By Martin Gomberg, CIPP/E
When the nonanonymized genomic data of an individual is processed for any purpose — including medical, law enforcement or retail consumer uses — the sensitive personal data of all related individuals, directly or indirectly identifiable, is also processed. This includes the personal data of those unaware of the processing, as well as those who won't or can't provide consent. Processing an individual's data without their knowledge, consent or an appropriate legal means is, by definition, surreptitious.
A DNA sample processed to identify an inheritable health risk for one brother who wants to know, could identify potential risks for another brother who adamantly does not want to know his risk. Even if the processing is artifactual and unintended, information has been processed by a company and some part of that data is related, directly or indirectly, to both brothers. Of course, the genomic profiles of two brothers are not exact. Just under half of their DNA is inherited from their father, with each brother sharing only some commonalities. The other half is inherited from the mother's familial line and, with genetic mutations each carry, this DNA relates the brothers and expresses their unique individuality.
Regarding individuals' privacy, and the emerging language in privacy laws, it is less about the specifics of the data processed and more about the challenges to processing sensitive, related and reasonably associated individuating data.
There is no more intimate exposure of our person than through our most generationally persistent and impactful data, our DNA. It can reveal our ancestral makeup, family relations, traits we pass forward, predisposition to disease and the specific diseases we carry, our physical characteristics, and our predilection to specific behaviors and behavioral abnormalities. It can inform on paternity, infidelity, criminality and other sociolegal questions. It can predict likely longevity.

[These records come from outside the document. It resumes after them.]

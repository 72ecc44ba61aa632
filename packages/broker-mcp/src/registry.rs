// ABOUTME: Tracks live MCP sessions, keyed by session id
// ABOUTME: grounded on the session-map half of a persistent-session manager; no idle reaper here —
// ABOUTME: session lifetime is orthogonal to sandbox lifetime, so sessions are only ever removed explicitly

use std::collections::HashMap;
use std::sync::Arc;

use broker_coordinator::Coordinator;
use broker_identity::store::IdentityStore;
use tokio::sync::RwLock;
use tracing::{info, warn};

use crate::session::McpSession;

/// Registry of connected MCP sessions. One per running server.
pub struct McpSessionRegistry {
    sessions: RwLock<HashMap<String, Arc<McpSession>>>,
}

impl Default for McpSessionRegistry {
    fn default() -> Self {
        Self::new()
    }
}

impl McpSessionRegistry {
    pub fn new() -> Self {
        Self {
            sessions: RwLock::new(HashMap::new()),
        }
    }

    /// Resolve the connecting client's api key to a user, mint a session
    /// bound to that identity, and track it. This is the only place a
    /// session's user identity is ever decided.
    pub async fn connect(
        &self,
        api_key: &str,
        identity: &IdentityStore,
        coordinator: Arc<Coordinator>,
    ) -> broker_core::Result<Arc<McpSession>> {
        let user = identity.resolve_api_key(api_key).await?;
        let session = Arc::new(McpSession::new(user, coordinator));
        self.sessions
            .write()
            .await
            .insert(session.id.clone(), Arc::clone(&session));
        info!(session = %session.id, user_id = %session.user.id, "mcp session connected");
        Ok(session)
    }

    pub async fn get(&self, session_id: &str) -> Option<Arc<McpSession>> {
        self.sessions.read().await.get(session_id).cloned()
    }

    /// Drop a session when its connection closes. Does not touch sandboxes —
    /// sandbox lifetime is managed entirely by the Reaper.
    pub async fn disconnect(&self, session_id: &str) {
        if self.sessions.write().await.remove(session_id).is_some() {
            info!(session = %session_id, "mcp session disconnected");
        } else {
            warn!(session = %session_id, "disconnect of unknown mcp session");
        }
    }

    pub async fn len(&self) -> usize {
        self.sessions.read().await.len()
    }
}

#[cfg(test)]
mod tests {
    use super::*;
    use broker_driver::mock::MockDriver;
    use broker_driver::ContainerDriver;
    use broker_files::FilePublisher;
    use broker_registry::SandboxRegistry;
    use sqlx::SqlitePool;
    use std::time::Duration;

    async fn setup() -> (McpSessionRegistry, IdentityStore, Arc<Coordinator>, tempfile::TempDir) {
        let identity_pool = SqlitePool::connect(":memory:").await.unwrap();
        let identity = IdentityStore::new(identity_pool);
        identity.init_schema().await.unwrap();

        let registry_pool = SqlitePool::connect(":memory:").await.unwrap();
        let driver = Arc::new(MockDriver::new());
        let registry = Arc::new(SandboxRegistry::new(registry_pool, driver.clone()));
        registry.init_schema().await.unwrap();
        let results_root = tempfile::tempdir().unwrap();
        let files = Arc::new(FilePublisher::new(
            results_root.path(),
            Duration::from_secs(3600),
        ));
        let coordinator = Arc::new(Coordinator::new(
            registry,
            driver as Arc<dyn ContainerDriver>,
            files,
            Duration::from_secs(5),
        ));

        (McpSessionRegistry::new(), identity, coordinator, results_root)
    }

    #[tokio::test]
    async fn connect_with_a_valid_api_key_binds_the_session_to_that_user() {
        let (sessions, identity, coordinator, _tmp) = setup().await;
        let user = identity
            .register("alice", "alice@example.com", "password123")
            .await
            .unwrap();

        let session = sessions
            .connect(&user.api_key, &identity, coordinator)
            .await
            .unwrap();

        assert_eq!(session.user.id, user.id);
        assert_eq!(sessions.len().await, 1);
        assert!(sessions.get(&session.id).await.is_some());
    }

    #[tokio::test]
    async fn connect_with_an_unknown_api_key_is_rejected() {
        let (sessions, identity, coordinator, _tmp) = setup().await;
        let err = sessions
            .connect("not-a-real-key", &identity, coordinator)
            .await
            .unwrap_err();
        assert!(matches!(err, broker_core::BrokerError::NotAuthorized));
    }

    #[tokio::test]
    async fn disconnect_removes_the_session() {
        let (sessions, identity, coordinator, _tmp) = setup().await;
        let user = identity
            .register("bob", "bob@example.com", "password123")
            .await
            .unwrap();
        let session = sessions
            .connect(&user.api_key, &identity, coordinator)
            .await
            .unwrap();

        sessions.disconnect(&session.id).await;
        assert_eq!(sessions.len().await, 0);
        assert!(sessions.get(&session.id).await.is_none());
    }
}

Unlike other data typically anticipated by privacy laws, such as the personal data of individuals or shared households, DNA is extra-individual. The data is not only associated with us and our familial households, but also others to whom we are biologically related. Yet our innate curiosity and personal interest in knowing about ourselves, our relatives and our ancestry compels millions of individuals to happily contribute a swab or vial of saliva, granting consent to for-profit direct-to-consumer genomic processing companies to assess our genotypical makeup and relatedness.
But privacy laws do not handle the interrelatedness of individuals well. Nor do they consider how our actions, disclosures or processing we consent to impacts next or descendent generations. Clearly DNA data is personal and highly sensitive. But can laws treat the DNA data shared in a genetic cohort the same as an individual's personal data?
Regulatory challenges
Whether processing of one family member's DNA is at the same time processing of another's without their knowledge is the core of the question of whether the processing is, in fact, surreptitious. It is also the core of regulatory challenges direct-to-consumer companies may face.
There are nearly 200 privacy laws worldwide. In privacy there are principles, truths and structures common to existing and emerging laws everywhere across the globe. Irrespective of which law, primary among these are informed consent and the use of personal data in the legitimate interest of the individual, company, community, national or public good, in contracts, necessary processing and in compliance with law and authorities. None fit retail genomic data well.
There are 12 U.S. state privacy laws currently enacted and approximately 20 others pending. Irrespective of even the best efforts to manage security and privacy, aligning current policies and processing to existing and continually emerging domestic and potentially global regulations will be challenging. Each law imposes increasing demands on informed disclosures, processing, and protecting consumers and children.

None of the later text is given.